Visitors to the immigration court pass through two sliding gates set into chain-link fencing topped by loops of razor wire, the first gate closing behind them before the second opens.
"I think that walking into that environment reinforces the desire to give hope to people and get them free to be with their families," said SIFI attorney Matt Boles, who lives full time in Lumpkin.
When detainees are released, it’s often in the evening.
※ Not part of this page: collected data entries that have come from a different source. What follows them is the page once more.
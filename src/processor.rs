use std::cmp::Ordering;
use std::convert::TryFrom;
use std::{error, fmt};

use crate::memory::{Address, Byte, Memory};
use crate::output::Output;
use color_eyre::eyre::{Result, WrapErr};
use log::*;
use num_enum::IntoPrimitive;
use num_enum::TryFromPrimitive;

/// Number of general purpose registers
pub const REGISTER_COUNT: usize = 8;
/// Register holding the stack pointer
pub const SP: usize = 7;
/// Initial stack pointer. The stack grows down from here.
pub const STACK_BASE: Address = 0xF4;

/// Result of the last `CMP`. Exactly one flag is set at a time.
#[repr(u8)]
#[derive(Debug, Clone, Copy, PartialEq, Eq, Hash)]
pub enum Flag {
    Less = 0b100,
    Greater = 0b010,
    Equal = 0b001,
}

impl Flag {
    pub fn bits(self) -> Byte {
        self as Byte
    }
}

impl Default for Flag {
    fn default() -> Self {
        Flag::Equal
    }
}

/// Fatal errors raised while executing a program
#[derive(Debug, Clone, Copy, PartialEq, Eq)]
pub enum ProcessorError {
    InvalidOpcode { opcode: Byte },
    UnsupportedAluOperation { instruction: Instruction },
    InvalidRegister { index: Byte },
}

impl fmt::Display for ProcessorError {
    fn fmt(&self, f: &mut fmt::Formatter<'_>) -> fmt::Result {
        match self {
            ProcessorError::InvalidOpcode { opcode } => {
                write!(f, "invalid opcode 0x{:02X}, expected one of [", opcode)?;
                for (i, instruction) in Instruction::ALL.iter().enumerate() {
                    if i > 0 {
                        f.write_str(", ")?;
                    }
                    write!(f, "{}=0x{:02X}", instruction, Byte::from(*instruction))?;
                }
                f.write_str("]")
            }
            ProcessorError::UnsupportedAluOperation { instruction } => {
                write!(f, "unsupported ALU operation `{}`", instruction)
            }
            ProcessorError::InvalidRegister { index } => {
                write!(f, "no register with index {}", index)
            }
        }
    }
}

impl error::Error for ProcessorError {}

/// Emulates the CPU core
#[derive(Debug, Clone, Copy, PartialEq, Eq, Hash)]
pub struct Processor {
    /// General purpose registers, R7 doubles as stack pointer
    pub registers: [Byte; REGISTER_COUNT],
    /// Program counter
    pub pc: Address,
    /// Set by `CMP`
    pub flags: Flag,
    /// Cleared by `HLT`
    pub running: bool,
}

impl Default for Processor {
    fn default() -> Self {
        Self::new()
    }
}

impl Processor {
    /// Initializes a new CPU with the program starting at address 0
    pub fn new() -> Self {
        let mut registers = [0; REGISTER_COUNT];
        registers[SP] = STACK_BASE;

        Self {
            registers,
            pc: 0,
            flags: Flag::default(),
            running: true,
        }
    }

    /// Resolves an operand to a register index
    fn register(index: Byte) -> Result<usize, ProcessorError> {
        let index_usize = index as usize;
        if index_usize < REGISTER_COUNT {
            Ok(index_usize)
        } else {
            Err(ProcessorError::InvalidRegister { index })
        }
    }

    pub fn sp(&self) -> Address {
        self.registers[SP]
    }

    fn push(&mut self, memory: &mut Memory, value: Byte) {
        self.registers[SP] = self.registers[SP].wrapping_sub(1);
        memory.write_byte(self.registers[SP], value);
    }

    fn pop(&mut self, memory: &Memory) -> Byte {
        let value = memory.read_byte(self.registers[SP]);
        self.registers[SP] = self.registers[SP].wrapping_add(1);
        value
    }

    /// Runs an arithmetic or compare operation on two registers
    pub fn alu(&mut self, operation: Instruction, a: Byte, b: Byte) -> Result<(), ProcessorError> {
        if !operation.is_alu() {
            return Err(ProcessorError::UnsupportedAluOperation {
                instruction: operation,
            });
        }

        let (a, b) = (Self::register(a)?, Self::register(b)?);
        let (x, y) = (self.registers[a], self.registers[b]);

        match operation {
            Instruction::ADD => self.registers[a] = x.wrapping_add(y),
            Instruction::MUL => self.registers[a] = x.wrapping_mul(y),
            Instruction::CMP => {
                self.flags = match x.cmp(&y) {
                    Ordering::Less => Flag::Less,
                    Ordering::Greater => Flag::Greater,
                    Ordering::Equal => Flag::Equal,
                };

                debug!("CMP {} {}: flags=0b{:03b}", x, y, self.flags.bits());
            }
            other => {
                return Err(ProcessorError::UnsupportedAluOperation { instruction: other })
            }
        }

        Ok(())
    }

    /// Executes a single decoded instruction. Operands `a` and `b` are the two
    /// bytes following the opcode, whether the instruction uses them or not.
    pub fn execute_instruction<O: Output>(
        &mut self,
        instruction: Instruction,
        a: Byte,
        b: Byte,
        memory: &mut Memory,
        output: &mut O,
    ) -> Result<()> {
        match instruction {
            Instruction::HLT => {
                self.running = false;

                debug!("HLT");
            }
            Instruction::LDI => {
                let reg = Self::register(a)?;
                self.registers[reg] = b;
                self.pc = self.pc.wrapping_add(instruction.size());

                debug!("LDI R{} {}", reg, b);
            }
            Instruction::PRN => {
                let reg = Self::register(a)?;
                let value = self.registers[reg];
                output
                    .emit(value)
                    .wrap_err_with(|| format!("Failed to print R{}", reg))?;
                self.pc = self.pc.wrapping_add(instruction.size());

                debug!("PRN R{}: {}", reg, value);
            }
            Instruction::ADD | Instruction::MUL | Instruction::CMP => {
                self.alu(instruction, a, b)?;
                self.pc = self.pc.wrapping_add(instruction.size());

                debug!("{} R{} R{}", instruction, a, b);
            }
            Instruction::PUSH => {
                let reg = Self::register(a)?;
                let value = self.registers[reg];
                self.push(memory, value);
                self.pc = self.pc.wrapping_add(instruction.size());

                debug!("PUSH R{}: {}", reg, value);
            }
            Instruction::POP => {
                let reg = Self::register(a)?;
                let value = self.pop(memory);
                self.registers[reg] = value;
                self.pc = self.pc.wrapping_add(instruction.size());

                debug!("POP R{}: {}", reg, value);
            }
            Instruction::CALL => {
                let reg = Self::register(a)?;
                let return_address = self.pc.wrapping_add(instruction.size());
                self.push(memory, return_address);
                // read after the push, so `CALL R7` jumps to the new stack top
                self.pc = self.registers[reg];

                debug!("CALL R{}: 0x{:02X}", reg, self.pc);
            }
            Instruction::RET => {
                self.pc = self.pop(memory);

                debug!("RET 0x{:02X}", self.pc);
            }
            Instruction::JMP => {
                let reg = Self::register(a)?;
                self.pc = self.registers[reg];

                debug!("JMP R{}: 0x{:02X}", reg, self.pc);
            }
            Instruction::JEQ | Instruction::JNE => {
                let reg = Self::register(a)?;
                let equal = self.flags == Flag::Equal;
                let taken = (instruction == Instruction::JEQ) == equal;

                if taken {
                    self.pc = self.registers[reg];
                } else {
                    self.pc = self.pc.wrapping_add(instruction.size());
                }

                debug!("{} R{}: taken={}", instruction, reg, taken);
            }
        }

        Ok(())
    }

    /// Fetches, decodes and executes the instruction at the program counter
    pub fn execute<O: Output>(&mut self, memory: &mut Memory, output: &mut O) -> Result<()> {
        if log_enabled!(Level::Trace) {
            trace!("{}", self.trace(memory));
        }

        let opcode = memory.read_byte(self.pc); // Read opcode where PC is
        let a = memory.read_byte(self.pc.wrapping_add(1));
        let b = memory.read_byte(self.pc.wrapping_add(2));

        let instruction = Instruction::try_from(opcode)
            .map_err(|_| ProcessorError::InvalidOpcode { opcode })?;
        self.execute_instruction(instruction, a, b, memory, output)
    }

    /// Run program until `HLT` or a fatal error
    pub fn execute_until_halt<O: Output>(
        &mut self,
        memory: &mut Memory,
        output: &mut O,
    ) -> Result<()> {
        while self.running {
            self.execute(memory, output)?;
        }

        info!("Program halted at 0x{:02X}", self.pc);

        Ok(())
    }

    /// Formats the PC, the next three bytes and all registers
    pub fn trace(&self, memory: &Memory) -> String {
        let mut line = format!(
            "TRACE: {:02X} | {:02X} {:02X} {:02X} |",
            self.pc,
            memory.read_byte(self.pc),
            memory.read_byte(self.pc.wrapping_add(1)),
            memory.read_byte(self.pc.wrapping_add(2)),
        );

        for register in &self.registers {
            line.push_str(&format!(" {:02X}", register));
        }

        line
    }
}

macro_rules! instructions {
    ( $( $( #[doc = $doc:expr] )+ $name:ident = $repr:literal , $len:literal , )+ ) => {
        /// Defines the instructions and their encoded lengths
        #[repr(u8)]
        #[derive(Debug, Clone, Copy, PartialEq, Eq, PartialOrd, Ord, Hash)]
        #[derive(TryFromPrimitive, IntoPrimitive)]
        pub enum Instruction {
            $(
                $( #[doc = $doc] )+
                $name = $repr,
            )+
        }

        impl Instruction {
            pub const ALL: &'static [Self] = &[
                $( Self::$name , )+
            ];

            /// Number of bytes the instruction occupies, opcode included
            pub fn size(&self) -> u8 {
                match self {
                    $( Self::$name => $len , )+
                }
            }
        }

        impl ::std::fmt::Display for Instruction {
            fn fmt(&self, f: &mut ::std::fmt::Formatter<'_>) -> ::std::fmt::Result {
                match self {
                    $( Self::$name => f.write_str(stringify!($name)) , )+
                }
            }
        }
    }
}

instructions! {
    /// Stop the execution of the program
    HLT = 0b0000_0001, 1,
    /// Return from a subroutine to the address on top of the stack
    RET = 0b0001_0001, 1,
    /// Load a value into a register
    /// @param register, value
    LDI = 0b1000_0010, 3,
    /// Print the decimal value of a register
    /// @param register
    PRN = 0b0100_0111, 2,
    /// Push a register onto the stack
    /// @param register
    PUSH = 0b0100_0101, 2,
    /// Pop the top of the stack into a register
    /// @param register
    POP = 0b0100_0110, 2,
    /// Add register B to register A
    /// @param register A, register B
    ADD = 0b1010_0000, 3,
    /// Multiply register A by register B
    /// @param register A, register B
    MUL = 0b1010_0010, 3,
    /// Compare two registers and set the flags
    /// @param register A, register B
    CMP = 0b1010_0111, 3,
    /// Push the return address and jump to the address in a register
    /// @param register
    CALL = 0b0101_0000, 2,
    /// Jump to the address in a register
    /// @param register
    JMP = 0b0101_0100, 2,
    /// Jump if the equal flag is set
    /// @param register
    JEQ = 0b0101_0101, 2,
    /// Jump if the equal flag is clear
    /// @param register
    JNE = 0b0101_0110, 2,
}

impl Instruction {
    /// Whether the ALU handles this instruction
    pub fn is_alu(&self) -> bool {
        matches!(self, Self::ADD | Self::MUL | Self::CMP)
    }
}
//! An LS-8 style virtual CPU: 256 bytes of memory, eight byte registers and a
//! small fixed instruction set.

pub mod machine;
pub mod memory;
pub mod output;
pub mod processor;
If they aren’t fortunate enough to have family waiting for them, they’re driven 30 minutes away to Columbus and left at one of two bus stations.
“There is no set time of release, so it’s difficult to formulate plans,” said Rita Ellis, founding member and chief financial officer of Paz Amigos, a volunteer organization that springs into action when bus station staff notify them that a new group of detainees has arrived.
The organization helps between 40 and 50 men a month, picking them up, feeding them and often putting them up in a hotel or a spare bedroom at a volunteer's homes. Donations of snacks, clothes and backpacks are handed out and phone calls are made to family members to arrange their travel.
“I think it’s a great gap filler to help the men transition from detention to being free, and there’s that scary moment when they’re left in limbo and they’re unsure of where they are and how to get home to their family and friends,” Ellis said. “We provide that service to make sure they get where they’re going safely and with a little kindness.”
Campos, meanwhile, is still waiting for resolution for her son, who has lived in the U.S. since the mid-1990s.
“My first son, my heart was broken because he’s not here," she said. “I don’t want the same for the second one.”